Strigolactone Mitigates Nickel Toxicity by Regulating Nutrient Uptake, Antioxidant Defense, Vitamins and Phytohormones Biosynthesis in Pepper Seedlings

Abstract

Here, pepper plants were subjected to non-stress control, control with strigolactone (SL), Nickel (Ni)-stress and Ni+ SL conditions to investigate the morpho-physiological and biochemical alterations in plant. Excess Ni produced significant negative impacts on plant's morphology, essential nutrients, and phytohormones content as compared to control plants. However, it caused tremendous increment of hydrogen peroxide (H2O2), and malondialdehyde (MDA) and the effects were further triggered by increasing concentration. Consistently, Ni induced the activity of enzymatic antioxidants like superoxide dismutase (SOD), catalase (CAT) and peroxidase (POD) compared to control plants. It also showed downregulation of photosystem II (PSII)-related CaPsb2, aquaporin-related CaPIP1-1 and CaPIP1-2, and dehydrin-related CaDHN3 transcripts.
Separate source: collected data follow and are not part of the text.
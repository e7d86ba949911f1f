//! The crawl loop.
//!
//! # Example
//!
//! ```rust,no_run
//! # async fn example(transport: std::sync::Arc<dyn crawlspace_core::Transport>) -> Result<(), crawlspace_core::CrawlError> {
//! use crawlspace_core::clock::SystemClock;
//! use crawlspace_core::middleware::RobotsTxtMiddleware;
//! use crawlspace_core::scheduler::ArrayRequestScheduler;
//! use crawlspace_core::{Engine, Request, Run};
//!
//! let mut engine = Engine::with_transport(ArrayRequestScheduler::new(SystemClock), transport);
//! let run = Run::builder()
//!     .seed(Request::from_url("https://example.com/")?)
//!     .middleware(RobotsTxtMiddleware::new())
//!     .build()?;
//! let stats = engine.start(run).await?;
//! println!("{} responses", stats.responses_received);
//! # Ok(())
//! # }
//! ```

use std::sync::Arc;

use crate::downloader::{Downloader, Outcome};
use crate::error::CrawlError;
use crate::events::{CrawlEvent, EventBus, ListenerId};
use crate::item::Item;
use crate::pipeline::ItemPipeline;
use crate::processor::Processor;
use crate::run::{Run, RunInfo};
use crate::scheduler::RequestScheduler;
use crate::stats::{CrawlStats, StatsCollector};
use crate::traits::Transport;

#[derive(Debug, Clone, Copy, PartialEq, Eq)]
pub enum EngineState {
    Idle,
    Running,
    Finished,
}

/// Pulls requests from the scheduler and drives each one to completion
/// before pulling the next.
///
/// An engine can execute several runs one after another. Each run brings its
/// own middleware, processors and listeners, which are removed again when it
/// finishes.
#[derive(Debug)]
pub struct Engine<S> {
    scheduler: S,
    downloader: Downloader,
    processor: Processor,
    pipeline: ItemPipeline,
    events: EventBus,
    state: EngineState,
}

impl<S: RequestScheduler> Engine<S> {
    /// Assemble an engine from explicit components. They should all publish
    /// to `events`.
    pub fn new(
        scheduler: S,
        downloader: Downloader,
        processor: Processor,
        pipeline: ItemPipeline,
        events: EventBus,
    ) -> Self {
        Self {
            scheduler,
            downloader,
            processor,
            pipeline,
            events,
            state: EngineState::Idle,
        }
    }

    /// Default wiring around a single shared event bus.
    pub fn with_transport(scheduler: S, transport: Arc<dyn Transport>) -> Self {
        let events = EventBus::new();
        Self::new(
            scheduler,
            Downloader::new(transport, events.clone()),
            Processor::new(events.clone()),
            ItemPipeline::new(events.clone()),
            events,
        )
    }

    /// The bus shared by every component. Listeners subscribed here outlive
    /// individual runs.
    pub fn events(&self) -> &EventBus {
        &self.events
    }

    pub fn state(&self) -> EngineState {
        self.state
    }

    pub fn scheduler(&self) -> &S {
        &self.scheduler
    }

    /// Execute `run` until the scheduler is empty and return its statistics.
    pub async fn start(&mut self, run: Run) -> Result<CrawlStats, CrawlError> {
        let (stats, _) = self.execute(run, false).await?;
        Ok(stats)
    }

    /// Like [`start`](Self::start), but returns every item that completed
    /// the pipeline, in scrape order.
    pub async fn collect(&mut self, run: Run) -> Result<Vec<Item>, CrawlError> {
        let (_, items) = self.execute(run, true).await?;
        Ok(items)
    }

    async fn execute(
        &mut self,
        run: Run,
        collect: bool,
    ) -> Result<(CrawlStats, Vec<Item>), CrawlError> {
        let Run {
            seeds,
            middleware,
            processors,
            listeners,
        } = run;

        let info = RunInfo::new(seeds.len());
        let stats = Arc::new(StatsCollector::new());
        let mut subscriptions: Vec<ListenerId> = vec![self.events.subscribe(stats.clone())];
        subscriptions.extend(listeners.into_iter().map(|l| self.events.subscribe(l)));
        self.downloader.set_middleware(middleware);
        self.pipeline.set_processors(processors);

        self.state = EngineState::Running;
        tracing::debug!(run_id = %info.id, seeds = info.seed_count, "Engine running");
        self.events.publish(CrawlEvent::RunStarting { run: &info });

        for seed in seeds {
            self.events
                .publish(CrawlEvent::RequestScheduling { request: &seed });
            self.scheduler.schedule(seed);
        }

        let mut items = Vec::new();
        let result = self.drain(&mut items, collect).await;

        self.state = EngineState::Finished;
        self.events.publish(CrawlEvent::RunFinished { run: &info });

        for id in subscriptions {
            self.events.unsubscribe(id);
        }
        self.downloader.clear_middleware();
        self.pipeline.clear_processors();
        self.scheduler.clear();

        result?;
        Ok((stats.snapshot(), items))
    }

    async fn drain(&mut self, items: &mut Vec<Item>, collect: bool) -> Result<(), CrawlError> {
        while !self.scheduler.is_empty() {
            let request = self.scheduler.next_request().await?;
            match self.downloader.download(request).await {
                Outcome::Completed(response) => {
                    let scraped = self
                        .processor
                        .process(response, &mut self.scheduler, &self.pipeline)
                        .await;
                    if collect {
                        items.extend(scraped);
                    }
                }
                Outcome::Dropped(_) => {}
            }
        }
        Ok(())
    }
}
Exogenous SL improved plant's phenotypes in control plants and greatly repaired the morphology of Ni-stressed plants. Although, sucrose accumulation was greatly enhanced by SL in Ni-stressed plants, proline content was only heightened under 500 mu M Ni. SL showed tremendous enhancement of nutrients and phytohormones in control plant and caused significant restoration of those in Ni-stressed plant. However, SL significantly reduced reactive oxygen species (ROS) in the Ni-stressed plants. This reduction correlated with elevated levels of both non-enzymatic and enzymatic antioxidants, despite the decline observed in CAT activity under extreme Ni-stressed condition. SL also showed modulation of CaPsbD transcript under Ni stress. Taken together, SL (20 mu M) produced the best results in improving most of parameters studied here, as evidenced by our multivariate analysis. The findings claim the crucial role of exogenous SL in growth and mitigation of Ni-toxicity in pepper.